Lymphocytic variant of hypereosinophilic syndrome: A report of seven cases from a single institution

Background Lymphocytic variant of hypereosinophilic syndrome (L‐HES) is a subtype of HES driven by cytokines produced by clonal T‐cells. Due to the rarity of its occurrence and challenges in diagnosis, this subtype of HES is under recognized. Methods and Results We report seven patients with L‐HES, diagnosed from a group of 136 patients who were referred to our institution for the work‐up of hypereosinophilia.
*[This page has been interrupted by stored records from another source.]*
//! Async database connection using sqlx
//!
//! Provides the shared SQLite connection pool and the embedded schema.

use std::{path::Path, str::FromStr};

use sqlx::{
    SqlitePool,
    sqlite::{SqliteConnectOptions, SqlitePoolOptions},
};
use tracing::{debug, info, instrument};

use crate::config::DatabaseConfig;

/// Error type for async database operations
#[derive(Debug, thiserror::Error)]
pub enum AsyncDatabaseError {
    #[error("Database error: {0}")]
    Sqlx(#[from] sqlx::Error),
}

/// Async database connection pool
#[derive(Debug, Clone)]
pub struct AsyncDatabase {
    pool: SqlitePool,
}

impl AsyncDatabase {
    /// Create a new async database connection pool
    #[instrument(skip_all, fields(url = %config.url))]
    pub async fn new(config: &DatabaseConfig) -> Result<Self, AsyncDatabaseError> {
        let options = SqliteConnectOptions::from_str(&config.url)?
            .create_if_missing(true)
            .foreign_keys(true);

        let pool = SqlitePoolOptions::new()
            .max_connections(config.max_connections)
            .min_connections(config.min_connections)
            .connect_with(options)
            .await?;

        // WAL mode needs to be set via pragma after connection
        if !config.url.contains(":memory:") {
            sqlx::query("PRAGMA journal_mode=WAL")
                .execute(&pool)
                .await?;
            debug!("WAL mode enabled");
        }

        info!(
            max_connections = config.max_connections,
            "Async database pool created"
        );

        Ok(Self { pool })
    }

    /// Create an in-memory database for testing
    pub async fn in_memory() -> Result<Self, AsyncDatabaseError> {
        Self::new(&DatabaseConfig::in_memory()).await
    }

    /// Create a file-based database
    pub async fn file(path: impl AsRef<Path>) -> Result<Self, AsyncDatabaseError> {
        Self::new(&DatabaseConfig::file(path)).await
    }

    /// Get the underlying pool for raw queries
    #[must_use]
    pub const fn pool(&self) -> &SqlitePool {
        &self.pool
    }

    /// Run database migrations
    #[instrument(skip(self))]
    pub async fn migrate(&self) -> Result<(), AsyncDatabaseError> {
        self.run_initial_schema().await?;
        info!("Database migrations completed");
        Ok(())
    }

    /// Run the initial database schema
    async fn run_initial_schema(&self) -> Result<(), AsyncDatabaseError> {
        // Schema version tracking
        sqlx::query(
            r"
            CREATE TABLE IF NOT EXISTS schema_version (
                version INTEGER PRIMARY KEY,
                applied_at TEXT NOT NULL DEFAULT (datetime('now'))
            )
            ",
        )
        .execute(&self.pool)
        .await?;

        // Applications table
        sqlx::query(
            r"
            CREATE TABLE IF NOT EXISTS applications (
                id TEXT PRIMARY KEY,
                name TEXT NOT NULL UNIQUE,
                active INTEGER NOT NULL DEFAULT 1,
                created_at TEXT NOT NULL
            )
            ",
        )
        .execute(&self.pool)
        .await?;

        // API keys table
        sqlx::query(
            r"
            CREATE TABLE IF NOT EXISTS api_keys (
                id TEXT PRIMARY KEY,
                app_id TEXT NOT NULL REFERENCES applications(id) ON DELETE CASCADE,
                value TEXT NOT NULL UNIQUE,
                active INTEGER NOT NULL DEFAULT 1,
                created_at TEXT NOT NULL
            )
            ",
        )
        .execute(&self.pool)
        .await?;

        // Tasks table; integer ids feed the instruction wire format
        sqlx::query(
            r"
            CREATE TABLE IF NOT EXISTS tasks (
                id INTEGER PRIMARY KEY AUTOINCREMENT,
                app_id TEXT NOT NULL REFERENCES applications(id),
                url TEXT NOT NULL,
                body BLOB NOT NULL,
                charset TEXT NOT NULL,
                enctype TEXT NOT NULL,
                headers TEXT NOT NULL,
                timeout INTEGER NOT NULL,
                status TEXT NOT NULL DEFAULT 'pending'
                    CHECK (status IN ('pending', 'in_progress', 'completed', 'failed')),
                retry_count INTEGER NOT NULL DEFAULT 0,
                due TEXT NOT NULL,
                created_at TEXT NOT NULL,
                updated_at TEXT NOT NULL
            )
            ",
        )
        .execute(&self.pool)
        .await?;

        // Durable instruction queue
        sqlx::query(
            r"
            CREATE TABLE IF NOT EXISTS instructions (
                id INTEGER PRIMARY KEY AUTOINCREMENT,
                instruction TEXT NOT NULL,
                created_at TEXT NOT NULL
            )
            ",
        )
        .execute(&self.pool)
        .await?;

        // Index backing the due scanner's range query
        sqlx::query(
            r"
            CREATE INDEX IF NOT EXISTS idx_tasks_status_due
            ON tasks(status, due)
            ",
        )
        .execute(&self.pool)
        .await?;

        // Index backing API key lookup
        sqlx::query(
            r"
            CREATE INDEX IF NOT EXISTS idx_api_keys_app
            ON api_keys(app_id, active)
            ",
        )
        .execute(&self.pool)
        .await?;

        debug!("Initial schema created");
        Ok(())
    }

    /// Close all connections in the pool
    pub async fn close(&self) {
        self.pool.close().await;
        debug!("Database pool closed");
    }
}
The clinical presentation, symptoms and signs were heterogeneous and uncharacteristic; indistinguishable from idiopathic HES. Flow cytometry immunophenotypic analysis revealed aberrant T‐cells in all patients, with a Th2 immunophenotype, CD2 + CD3−CD4 + CD5 + CD7dim+/−CD8− in six of seven (86%) cases. CD10 was partially expressed in one of seven (14%) cases, and clonal TCR gene rearrangement was detected by PCR in five of seven (71%) patients. All patients were treated with corticosteroids and two of seven (29%) patients received anti‐IL5 antibody therapy. With a median follow‐up time of 7.5 years (2.3–14.1 years), one (11%) patient developed peripheral T‐cell lymphoma 6.1 years after the initial diagnosis of L‐HES and responded well to chemotherapy. All patients were alive at the last follow‐up. Conclusion In conclusion, a combination of flow cytometry immunophenotyping and molecular analysis allows the identification of aberrant T‐cells, facilitating a diagnosis of L‐HES in patients with eosinophilia. A correct diagnosis is essential for the proper management of these patients.